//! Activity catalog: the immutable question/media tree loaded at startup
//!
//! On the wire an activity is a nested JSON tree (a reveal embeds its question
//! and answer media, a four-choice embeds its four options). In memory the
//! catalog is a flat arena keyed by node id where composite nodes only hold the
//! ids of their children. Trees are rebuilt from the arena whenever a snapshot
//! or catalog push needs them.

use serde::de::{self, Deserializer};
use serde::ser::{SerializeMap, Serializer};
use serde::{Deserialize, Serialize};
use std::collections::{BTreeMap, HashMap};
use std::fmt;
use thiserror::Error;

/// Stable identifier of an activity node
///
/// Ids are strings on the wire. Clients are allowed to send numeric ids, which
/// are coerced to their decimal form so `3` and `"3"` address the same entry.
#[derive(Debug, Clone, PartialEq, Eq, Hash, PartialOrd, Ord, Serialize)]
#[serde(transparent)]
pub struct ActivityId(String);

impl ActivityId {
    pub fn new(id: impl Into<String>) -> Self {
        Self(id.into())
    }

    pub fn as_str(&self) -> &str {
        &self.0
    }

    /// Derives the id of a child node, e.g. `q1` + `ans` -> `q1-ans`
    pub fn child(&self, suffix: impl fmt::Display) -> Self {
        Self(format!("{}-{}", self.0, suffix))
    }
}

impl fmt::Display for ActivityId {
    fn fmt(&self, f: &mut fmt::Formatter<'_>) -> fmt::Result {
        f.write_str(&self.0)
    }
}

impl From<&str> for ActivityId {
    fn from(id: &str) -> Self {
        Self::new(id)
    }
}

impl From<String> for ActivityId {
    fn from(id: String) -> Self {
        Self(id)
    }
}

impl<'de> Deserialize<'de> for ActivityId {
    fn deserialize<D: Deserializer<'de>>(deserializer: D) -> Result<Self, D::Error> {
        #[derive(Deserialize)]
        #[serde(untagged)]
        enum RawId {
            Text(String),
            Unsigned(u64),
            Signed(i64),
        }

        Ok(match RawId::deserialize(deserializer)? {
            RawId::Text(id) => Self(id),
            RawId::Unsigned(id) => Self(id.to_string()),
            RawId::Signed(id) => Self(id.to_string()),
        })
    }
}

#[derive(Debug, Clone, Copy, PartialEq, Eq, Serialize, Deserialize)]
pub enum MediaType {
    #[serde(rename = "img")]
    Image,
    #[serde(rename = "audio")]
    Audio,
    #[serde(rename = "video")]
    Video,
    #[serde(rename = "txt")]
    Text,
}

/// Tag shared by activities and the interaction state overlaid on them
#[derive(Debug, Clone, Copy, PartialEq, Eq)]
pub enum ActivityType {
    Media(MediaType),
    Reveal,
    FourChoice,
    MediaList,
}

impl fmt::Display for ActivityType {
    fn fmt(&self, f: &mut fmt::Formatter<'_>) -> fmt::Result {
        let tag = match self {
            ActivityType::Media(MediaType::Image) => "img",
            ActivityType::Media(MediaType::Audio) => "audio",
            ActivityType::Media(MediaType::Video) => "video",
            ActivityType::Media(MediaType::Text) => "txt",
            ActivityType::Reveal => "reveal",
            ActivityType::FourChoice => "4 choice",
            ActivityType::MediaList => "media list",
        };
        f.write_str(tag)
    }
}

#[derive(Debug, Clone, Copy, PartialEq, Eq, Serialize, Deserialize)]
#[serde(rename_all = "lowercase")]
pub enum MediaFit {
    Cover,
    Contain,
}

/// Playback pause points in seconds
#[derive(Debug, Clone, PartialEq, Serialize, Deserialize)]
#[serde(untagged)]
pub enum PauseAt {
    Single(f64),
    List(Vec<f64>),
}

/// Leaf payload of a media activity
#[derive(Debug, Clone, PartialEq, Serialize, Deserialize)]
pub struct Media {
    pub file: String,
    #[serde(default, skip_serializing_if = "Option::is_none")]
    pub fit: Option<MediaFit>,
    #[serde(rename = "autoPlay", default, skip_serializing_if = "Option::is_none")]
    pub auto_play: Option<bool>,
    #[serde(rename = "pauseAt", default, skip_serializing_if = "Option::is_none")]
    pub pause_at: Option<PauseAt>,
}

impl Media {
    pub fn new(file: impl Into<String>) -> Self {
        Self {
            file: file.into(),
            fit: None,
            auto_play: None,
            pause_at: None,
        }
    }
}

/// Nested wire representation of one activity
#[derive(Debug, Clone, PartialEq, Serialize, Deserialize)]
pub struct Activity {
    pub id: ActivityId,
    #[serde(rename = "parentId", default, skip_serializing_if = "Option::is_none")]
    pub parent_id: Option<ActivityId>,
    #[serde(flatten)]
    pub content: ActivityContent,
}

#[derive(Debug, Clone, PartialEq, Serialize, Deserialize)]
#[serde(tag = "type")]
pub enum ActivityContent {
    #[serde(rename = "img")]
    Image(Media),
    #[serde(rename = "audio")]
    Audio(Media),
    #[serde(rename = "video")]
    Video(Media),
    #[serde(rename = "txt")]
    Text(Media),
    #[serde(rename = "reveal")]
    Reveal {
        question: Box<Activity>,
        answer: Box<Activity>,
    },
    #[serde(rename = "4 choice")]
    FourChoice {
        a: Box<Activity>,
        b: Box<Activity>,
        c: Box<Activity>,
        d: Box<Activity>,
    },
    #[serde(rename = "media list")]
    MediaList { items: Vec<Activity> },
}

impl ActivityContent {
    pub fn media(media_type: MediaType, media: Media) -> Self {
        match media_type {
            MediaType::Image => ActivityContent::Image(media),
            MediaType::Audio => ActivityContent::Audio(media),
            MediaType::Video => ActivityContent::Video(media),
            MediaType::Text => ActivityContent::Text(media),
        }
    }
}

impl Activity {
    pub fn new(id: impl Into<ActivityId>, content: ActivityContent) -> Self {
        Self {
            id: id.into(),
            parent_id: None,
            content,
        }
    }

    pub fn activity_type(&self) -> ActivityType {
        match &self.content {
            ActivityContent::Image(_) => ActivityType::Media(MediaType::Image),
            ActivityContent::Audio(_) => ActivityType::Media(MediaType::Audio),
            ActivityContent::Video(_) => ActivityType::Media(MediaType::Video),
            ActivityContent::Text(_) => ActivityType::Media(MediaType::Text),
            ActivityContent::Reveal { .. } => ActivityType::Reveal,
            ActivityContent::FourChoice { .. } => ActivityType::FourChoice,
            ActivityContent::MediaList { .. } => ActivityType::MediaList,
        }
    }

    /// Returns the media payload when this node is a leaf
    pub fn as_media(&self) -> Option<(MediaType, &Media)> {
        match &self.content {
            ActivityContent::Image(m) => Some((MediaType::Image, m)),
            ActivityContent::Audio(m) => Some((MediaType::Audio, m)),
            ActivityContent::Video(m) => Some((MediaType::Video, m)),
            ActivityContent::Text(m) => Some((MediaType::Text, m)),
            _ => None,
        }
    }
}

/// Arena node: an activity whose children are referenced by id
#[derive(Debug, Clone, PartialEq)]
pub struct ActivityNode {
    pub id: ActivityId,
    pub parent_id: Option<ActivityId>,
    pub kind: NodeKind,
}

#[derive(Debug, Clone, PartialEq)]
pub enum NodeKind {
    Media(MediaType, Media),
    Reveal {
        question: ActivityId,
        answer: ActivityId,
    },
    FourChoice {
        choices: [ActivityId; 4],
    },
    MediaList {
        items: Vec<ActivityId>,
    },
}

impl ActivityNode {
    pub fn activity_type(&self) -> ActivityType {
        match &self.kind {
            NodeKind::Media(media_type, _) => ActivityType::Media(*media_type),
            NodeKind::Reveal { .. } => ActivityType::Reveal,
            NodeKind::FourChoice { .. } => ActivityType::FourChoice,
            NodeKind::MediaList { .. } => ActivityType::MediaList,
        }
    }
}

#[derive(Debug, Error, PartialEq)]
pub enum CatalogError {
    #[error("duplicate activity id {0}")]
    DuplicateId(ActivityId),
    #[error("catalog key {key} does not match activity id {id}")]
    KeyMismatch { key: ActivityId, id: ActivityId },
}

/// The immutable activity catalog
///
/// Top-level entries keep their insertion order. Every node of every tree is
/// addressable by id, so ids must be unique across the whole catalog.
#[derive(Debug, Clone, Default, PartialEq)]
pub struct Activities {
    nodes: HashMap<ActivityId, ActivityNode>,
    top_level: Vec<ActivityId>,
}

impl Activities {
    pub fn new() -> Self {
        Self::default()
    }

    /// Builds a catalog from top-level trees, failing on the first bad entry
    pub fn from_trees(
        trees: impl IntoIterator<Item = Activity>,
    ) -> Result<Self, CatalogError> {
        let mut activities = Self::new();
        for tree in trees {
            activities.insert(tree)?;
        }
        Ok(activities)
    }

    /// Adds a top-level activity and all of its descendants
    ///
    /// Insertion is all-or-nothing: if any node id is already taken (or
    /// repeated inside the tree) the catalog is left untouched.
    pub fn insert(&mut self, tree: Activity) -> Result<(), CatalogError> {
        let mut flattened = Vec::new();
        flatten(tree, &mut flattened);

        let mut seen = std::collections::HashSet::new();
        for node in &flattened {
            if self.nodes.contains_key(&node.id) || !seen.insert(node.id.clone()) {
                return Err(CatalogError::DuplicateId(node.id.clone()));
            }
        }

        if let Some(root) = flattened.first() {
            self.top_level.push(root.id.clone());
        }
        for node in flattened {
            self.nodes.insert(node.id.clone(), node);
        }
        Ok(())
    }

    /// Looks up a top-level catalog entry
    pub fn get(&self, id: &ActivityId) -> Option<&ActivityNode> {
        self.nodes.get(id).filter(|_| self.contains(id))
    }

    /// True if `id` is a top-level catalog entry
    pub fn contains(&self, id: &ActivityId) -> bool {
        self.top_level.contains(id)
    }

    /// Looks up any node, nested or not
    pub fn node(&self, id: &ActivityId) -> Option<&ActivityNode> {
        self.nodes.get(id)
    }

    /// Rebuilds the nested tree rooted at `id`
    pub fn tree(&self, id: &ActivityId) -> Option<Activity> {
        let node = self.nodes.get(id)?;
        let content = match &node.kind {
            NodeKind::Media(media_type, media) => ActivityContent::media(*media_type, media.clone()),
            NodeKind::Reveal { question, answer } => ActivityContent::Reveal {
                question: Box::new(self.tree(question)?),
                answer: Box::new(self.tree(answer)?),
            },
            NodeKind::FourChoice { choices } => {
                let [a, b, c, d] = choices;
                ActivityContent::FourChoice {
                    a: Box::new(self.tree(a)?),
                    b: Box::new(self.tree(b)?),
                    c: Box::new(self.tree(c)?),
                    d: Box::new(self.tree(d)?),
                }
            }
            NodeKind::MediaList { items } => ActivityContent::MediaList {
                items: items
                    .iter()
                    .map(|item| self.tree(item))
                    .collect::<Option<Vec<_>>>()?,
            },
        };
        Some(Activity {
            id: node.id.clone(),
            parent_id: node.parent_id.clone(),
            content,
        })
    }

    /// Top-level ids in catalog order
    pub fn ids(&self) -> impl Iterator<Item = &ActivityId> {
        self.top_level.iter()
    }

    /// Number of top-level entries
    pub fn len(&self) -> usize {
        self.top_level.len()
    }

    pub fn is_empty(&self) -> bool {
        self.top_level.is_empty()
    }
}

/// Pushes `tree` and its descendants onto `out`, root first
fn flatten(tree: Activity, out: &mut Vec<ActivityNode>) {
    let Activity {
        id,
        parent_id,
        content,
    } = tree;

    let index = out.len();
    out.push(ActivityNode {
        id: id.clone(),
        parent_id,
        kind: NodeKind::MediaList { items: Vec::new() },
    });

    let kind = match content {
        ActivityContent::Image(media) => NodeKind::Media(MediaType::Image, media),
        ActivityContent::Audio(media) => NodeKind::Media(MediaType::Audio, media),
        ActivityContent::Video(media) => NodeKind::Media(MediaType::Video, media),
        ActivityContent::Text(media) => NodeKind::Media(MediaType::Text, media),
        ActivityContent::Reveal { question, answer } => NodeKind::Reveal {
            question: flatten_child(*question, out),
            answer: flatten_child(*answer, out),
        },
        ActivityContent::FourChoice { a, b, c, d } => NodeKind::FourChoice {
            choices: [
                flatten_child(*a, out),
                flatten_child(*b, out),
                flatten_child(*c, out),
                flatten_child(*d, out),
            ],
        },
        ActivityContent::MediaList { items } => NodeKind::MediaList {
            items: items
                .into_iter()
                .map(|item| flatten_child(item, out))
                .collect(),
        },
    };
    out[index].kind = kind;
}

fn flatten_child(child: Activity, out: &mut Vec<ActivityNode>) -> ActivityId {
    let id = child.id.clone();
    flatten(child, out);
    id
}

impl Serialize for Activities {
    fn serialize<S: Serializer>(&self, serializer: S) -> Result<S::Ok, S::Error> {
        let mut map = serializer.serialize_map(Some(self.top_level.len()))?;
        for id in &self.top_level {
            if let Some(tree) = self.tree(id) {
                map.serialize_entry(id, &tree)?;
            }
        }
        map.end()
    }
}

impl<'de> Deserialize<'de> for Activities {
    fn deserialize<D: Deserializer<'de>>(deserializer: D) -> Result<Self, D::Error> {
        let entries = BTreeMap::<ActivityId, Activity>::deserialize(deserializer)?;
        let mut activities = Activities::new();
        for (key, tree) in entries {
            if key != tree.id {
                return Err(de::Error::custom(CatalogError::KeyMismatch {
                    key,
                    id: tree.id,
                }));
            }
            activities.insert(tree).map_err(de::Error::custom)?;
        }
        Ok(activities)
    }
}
★ ★ ★ ★
*Assignment*.
The lines to copy run from the first line of the entries to the line containing "use thiserror::Error;"; copy them exactly and output nothing else.

*Exercise response*.
//! Activity catalog: the immutable question/media tree loaded at startup
//!
//! On the wire an activity is a nested JSON tree (a reveal embeds its question
//! and answer media, a four-choice embeds its four options). In memory the
//! catalog is a flat arena keyed by node id where composite nodes only hold the
//! ids of their children. Trees are rebuilt from the arena whenever a snapshot
//! or catalog push needs them.

use serde::de::{self, Deserializer};
use serde::ser::{SerializeMap, Serializer};
use serde::{Deserialize, Serialize};
use std::collections::{BTreeMap, HashMap};
use std::fmt;
use thiserror::Error;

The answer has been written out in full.